Task item » For every line in the data below, check for the word "const", then state how many lines have it. Answer with the number only.

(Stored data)
#####

//! JSON Schema validation of extracted backend responses.
//!
//! Each violation is reported twice: the validator's raw message prefixed
//! with its location, and a shorter message meant to be fed back to the
//! backend for self-correction.

use std::collections::HashMap;
use std::path::{Path, PathBuf};
use std::sync::{Arc, OnceLock, RwLock};

use jsonschema::error::ValidationErrorKind;
use jsonschema::{JSONSchema, ValidationError};
use serde::{Deserialize, Serialize};
use serde_json::Value;
use thiserror::Error;

/// Location label used for violations at the document root.
const ROOT_CONTEXT: &str = "(root)";

/// Errors raised for unusable schemas. Invalid documents are not errors.
#[derive(Debug, Error)]
pub enum SchemaError {
    #[error("failed to read schema {path}: {source}")]
    Read {
        path: PathBuf,
        #[source]
        source: std::io::Error,
    },

    #[error("schema is not valid JSON: {0}")]
    InvalidJson(#[from] serde_json::Error),

    #[error("schema failed to compile: {0}")]
    Compile(String),
}

pub type Result<T> = std::result::Result<T, SchemaError>;

/// Outcome of validating one document.
#[derive(Debug, Clone, Default, PartialEq, Eq, Serialize, Deserialize)]
pub struct ValidationResult {
    pub valid: bool,
    /// Human-readable messages, one per violation.
    pub errors: Vec<String>,
    /// Validator messages, same length and order as `errors`.
    pub raw_errors: Vec<String>,
}

impl ValidationResult {
    fn passed() -> Self {
        Self {
            valid: true,
            ..Default::default()
        }
    }

    fn failed(violations: Vec<Violation>) -> Self {
        let (errors, raw_errors) = violations.into_iter().map(|v| (v.human, v.raw)).unzip();
        Self {
            valid: false,
            errors,
            raw_errors,
        }
    }
}

struct Violation {
    raw: String,
    human: String,
}

/// A compiled schema together with its source document.
pub struct CompiledSchema {
    source: Value,
    compiled: JSONSchema,
}

impl std::fmt::Debug for CompiledSchema {
    fn fmt(&self, f: &mut std::fmt::Formatter<'_>) -> std::fmt::Result {
        f.debug_struct("CompiledSchema")
            .field("source", &self.source)
            .finish_non_exhaustive()
    }
}

impl CompiledSchema {
    pub fn compile(schema: &str) -> Result<Self> {
        let source: Value = serde_json::from_str(schema)?;
        let compiled =
            JSONSchema::compile(&source).map_err(|e| SchemaError::Compile(e.to_string()))?;
        Ok(Self { source, compiled })
    }

    /// Validate a JSON document. A document that is not JSON at all is
    /// reported as a single root violation.
    pub fn validate(&self, document: &str) -> ValidationResult {
        let instance: Value = match serde_json::from_str(document) {
            Ok(v) => v,
            Err(e) => {
                let message = format!("document is not valid JSON: {e}");
                return ValidationResult::failed(vec![Violation {
                    raw: format!("{ROOT_CONTEXT}: {message}"),
                    human: message,
                }]);
            }
        };

        let violations: Vec<Violation> = match self.compiled.validate(&instance) {
            Ok(()) => return ValidationResult::passed(),
            Err(errors) => errors.map(|e| self.describe(&e)).collect(),
        };
        ValidationResult::failed(violations)
    }

    fn describe(&self, error: &ValidationError<'_>) -> Violation {
        let context = dotted_path(&error.instance_path.to_string());
        let raw = format!("{}: {}", context.as_deref().unwrap_or(ROOT_CONTEXT), error);
        let human = match &error.kind {
            ValidationErrorKind::Required { property } => {
                let field = property
                    .as_str()
                    .map(str::to_string)
                    .unwrap_or_else(|| property.to_string());
                match &context {
                    Some(ctx) => format!("Missing required field: {field} (in {ctx})"),
                    None => format!("Missing required field: {field}"),
                }
            }
            ValidationErrorKind::AdditionalProperties { unexpected } => {
                format!("Unexpected field: {} (not allowed by schema)", unexpected.join(", "))
            }
            ValidationErrorKind::Type { .. } => {
                let expected = self.declared_type(&error.schema_path.to_string());
                let field = context.as_deref().unwrap_or("root object");
                format!(
                    "Field '{field}': expected {expected}, got {}",
                    json_type_name(&error.instance)
                )
            }
            ValidationErrorKind::Enum { .. } => {
                let field = context.as_deref().unwrap_or("root value");
                format!("Field '{field}': {error}")
            }
            _ => raw
                .strip_prefix(&format!("{ROOT_CONTEXT}: "))
                .unwrap_or(&raw)
                .to_string(),
        };
        Violation { raw, human }
    }

    /// `type` keyword the failing schema node declares, e.g. `string` or
    /// `string, null`.
    fn declared_type(&self, schema_pointer: &str) -> String {
        match self.source.pointer(schema_pointer) {
            Some(Value::String(t)) => t.clone(),
            Some(Value::Array(types)) => types
                .iter()
                .filter_map(Value::as_str)
                .collect::<Vec<_>>()
                .join(", "),
            _ => "unknown".to_string(),
        }
    }
}

/// `/items/0/name` becomes `items.0.name`; the root pointer becomes `None`.
fn dotted_path(pointer: &str) -> Option<String> {
    let segments: Vec<String> = pointer
        .split('/')
        .filter(|s| !s.is_empty())
        .map(|s| s.replace("~1", "/").replace("~0", "~"))
        .collect();
    if segments.is_empty() {
        None
    } else {
        Some(segments.join("."))
    }
}

fn json_type_name(value: &Value) -> &'static str {
    match value {
        Value::Null => "null",
        Value::Bool(_) => "boolean",
        Value::Number(n) if n.is_i64() || n.is_u64() => "integer",
        Value::Number(_) => "number",
        Value::String(_) => "string",
        Value::Array(_) => "array",
        Value::Object(_) => "object",
    }
}

/// Validate `document` against an inline schema string.
pub fn validate_against_schema(document: &str, schema: &str) -> Result<ValidationResult> {
    Ok(CompiledSchema::compile(schema)?.validate(document))
}

/// Compiled schemas keyed by file path, kept for the life of the cache.
///
/// Concurrent misses on the same path may each compile the file; the first
/// insert wins and later ones are discarded.
#[derive(Debug, Default)]
pub struct SchemaCache {
    entries: RwLock<HashMap<PathBuf, Arc<CompiledSchema>>>,
}

impl SchemaCache {
    pub fn new() -> Self {
        Self::default()
    }

    /// Process-wide cache.
    pub fn global() -> &'static SchemaCache {
        static GLOBAL: OnceLock<SchemaCache> = OnceLock::new();
        GLOBAL.get_or_init(SchemaCache::new)
    }

    /// Compiled schema for `path`, loading it on first use.
    pub fn get_or_load(&self, path: &Path) -> Result<Arc<CompiledSchema>> {
        if let Some(hit) = self.read_entries().get(path) {
            return Ok(Arc::clone(hit));
        }

        let text = std::fs::read_to_string(path).map_err(|source| SchemaError::Read {
            path: path.to_path_buf(),
            source,
        })?;
        let compiled = Arc::new(CompiledSchema::compile(&text)?);
        tracing::debug!(path = %path.display(), "compiled schema");

        let mut entries = self
            .entries
            .write()
            .unwrap_or_else(|poisoned| poisoned.into_inner());
        Ok(Arc::clone(entries.entry(path.to_path_buf()).or_insert(compiled)))
    }

    /// Validate `document` against the schema stored at `path`.
    pub fn validate_file(&self, document: &str, path: &Path) -> Result<ValidationResult> {
        Ok(self.get_or_load(path)?.validate(document))
    }

    pub fn len(&self) -> usize {
        self.read_entries().len()
    }

    pub fn is_empty(&self) -> bool {
        self.read_entries().is_empty()
    }

    fn read_entries(&self) -> std::sync::RwLockReadGuard<'_, HashMap<PathBuf, Arc<CompiledSchema>>> {
        self.entries
            .read()
            .unwrap_or_else(|poisoned| poisoned.into_inner())
    }
}

/// Validate `document` against the schema file at `path` using the
/// process-wide cache.
pub fn validate_against_schema_file(document: &str, path: &Path) -> Result<ValidationResult> {
    SchemaCache::global().validate_file(document, path)
}

#[cfg(test)]
mod tests {
    use super::*;
    use std::io::Write;

    const REVIEW_SCHEMA: &str = r#"{
        "type": "object",
        "properties": {
            "verdict": {"type": "string", "enum": ["pass", "fail", "escalate"]},
            "score": {"type": "integer"},
            "findings": {
                "type": "array",
                "items": {
                    "type": "object",
                    "properties": {"file": {"type": "string"}, "line": {"type": "integer"}},
                    "required": ["file"]
                }
            }
        },
        "required": ["verdict"],
        "additionalProperties": false
    }"#;

    #[test]
    fn test_valid_document() {
        let result =
            validate_against_schema(r#"{"verdict": "pass", "score": 3}"#, REVIEW_SCHEMA).unwrap();
        assert!(result.valid);
        assert!(result.errors.is_empty());
        assert!(result.raw_errors.is_empty());
    }

    #[test]
    fn test_missing_required_at_root() {
        let result = validate_against_schema(r#"{"score": 3}"#, REVIEW_SCHEMA).unwrap();
        assert!(!result.valid);
        assert_eq!(result.errors, vec!["Missing required field: verdict"]);
        assert!(result.raw_errors[0].starts_with("(root): "));
    }

    #[test]
    fn test_missing_required_in_nested_item() {
        let doc = r#"{"verdict": "fail", "findings": [{"file": "a.rs"}, {"line": 4}]}"#;
        let result = validate_against_schema(doc, REVIEW_SCHEMA).unwrap();
        assert_eq!(result.errors, vec!["Missing required field: file (in findings.1)"]);
        assert!(result.raw_errors[0].starts_with("findings.1: "));
    }

    #[test]
    fn test_additional_property() {
        let doc = r#"{"verdict": "pass", "mood": "great"}"#;
        let result = validate_against_schema(doc, REVIEW_SCHEMA).unwrap();
        assert_eq!(
            result.errors,
            vec!["Unexpected field: mood (not allowed by schema)"]
        );
    }

    #[test]
    fn test_type_mismatch_on_field() {
        let doc = r#"{"verdict": "pass", "score": "high"}"#;
        let result = validate_against_schema(doc, REVIEW_SCHEMA).unwrap();
        assert_eq!(result.errors, vec!["Field 'score': expected integer, got string"]);
    }

    #[test]
    fn test_type_mismatch_inside_array_item() {
        let doc = r#"{"verdict": "pass", "findings": [{"file": "a.rs", "line": "x"}]}"#;
        let result = validate_against_schema(doc, REVIEW_SCHEMA).unwrap();
        assert_eq!(
            result.errors,
            vec!["Field 'findings.0.line': expected integer, got string"]
        );
    }

    #[test]
    fn test_type_mismatch_at_root() {
        let result = validate_against_schema("[1, 2]", REVIEW_SCHEMA).unwrap();
        assert_eq!(result.errors, vec!["Field 'root object': expected object, got array"]);
    }

    #[test]
    fn test_enum_violation() {
        let result = validate_against_schema(r#"{"verdict": "maybe"}"#, REVIEW_SCHEMA).unwrap();
        assert_eq!(result.errors.len(), 1);
        assert!(result.errors[0].starts_with("Field 'verdict': "));
        assert!(result.errors[0].contains("maybe"));
    }

    #[test]
    fn test_enum_violation_at_root() {
        let schema = r#"{"enum": ["a", "b"]}"#;
        let result = validate_against_schema(r#""c""#, schema).unwrap();
        assert!(result.errors[0].starts_with("Field 'root value': "));
    }

    #[test]
    fn test_fallback_strips_root_prefix() {
        let schema = r#"{"type": "string", "minLength": 5}"#;
        let result = validate_against_schema(r#""abc""#, schema).unwrap();
        assert!(!result.valid);
        assert!(result.raw_errors[0].starts_with("(root): "));
        assert_eq!(
            format!("(root): {}", result.errors[0]),
            result.raw_errors[0]
        );
    }

    #[test]
    fn test_errors_and_raw_errors_align() {
        let doc = r#"{"score": "x", "extra": 1}"#;
        let result = validate_against_schema(doc, REVIEW_SCHEMA).unwrap();
        assert_eq!(result.errors.len(), 3);
        assert_eq!(result.errors.len(), result.raw_errors.len());
    }

    #[test]
    fn test_document_not_json() {
        let result = validate_against_schema("definitely not json", REVIEW_SCHEMA).unwrap();
        assert!(!result.valid);
        assert_eq!(result.errors.len(), 1);
        assert_eq!(result.raw_errors.len(), 1);
    }

    #[test]
    fn test_invalid_schema_is_an_error() {
        assert!(matches!(
            validate_against_schema("{}", "{not json"),
            Err(SchemaError::InvalidJson(_))
        ));
        assert!(matches!(
            validate_against_schema("{}", r#"{"type": 12}"#),
            Err(SchemaError::Compile(_))
        ));
    }

    #[test]
    fn test_dotted_path() {
        assert_eq!(dotted_path(""), None);
        assert_eq!(dotted_path("/a/0/b"), Some("a.0.b".to_string()));
        assert_eq!(dotted_path("/a~1b"), Some("a/b".to_string()));
    }

    #[test]
    fn test_cache_loads_once_per_path() {
        let mut file = tempfile::NamedTempFile::new().unwrap();
        file.write_all(REVIEW_SCHEMA.as_bytes()).unwrap();

        let cache = SchemaCache::new();
        let first = cache.get_or_load(file.path()).unwrap();
        let second = cache.get_or_load(file.path()).unwrap();
        assert!(Arc::ptr_eq(&first, &second));
        assert_eq!(cache.len(), 1);

        let result = cache
            .validate_file(r#"{"verdict": "pass"}"#, file.path())
            .unwrap();
        assert!(result.valid);
    }

    #[test]
    fn test_cache_missing_file() {
        let cache = SchemaCache::new();
        let err = cache
            .validate_file("{}", Path::new("/nonexistent/schema.json"))
            .unwrap_err();
        assert!(matches!(err, SchemaError::Read { .. }));
        assert!(cache.is_empty());
    }
}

#####

Result of this exercise » 2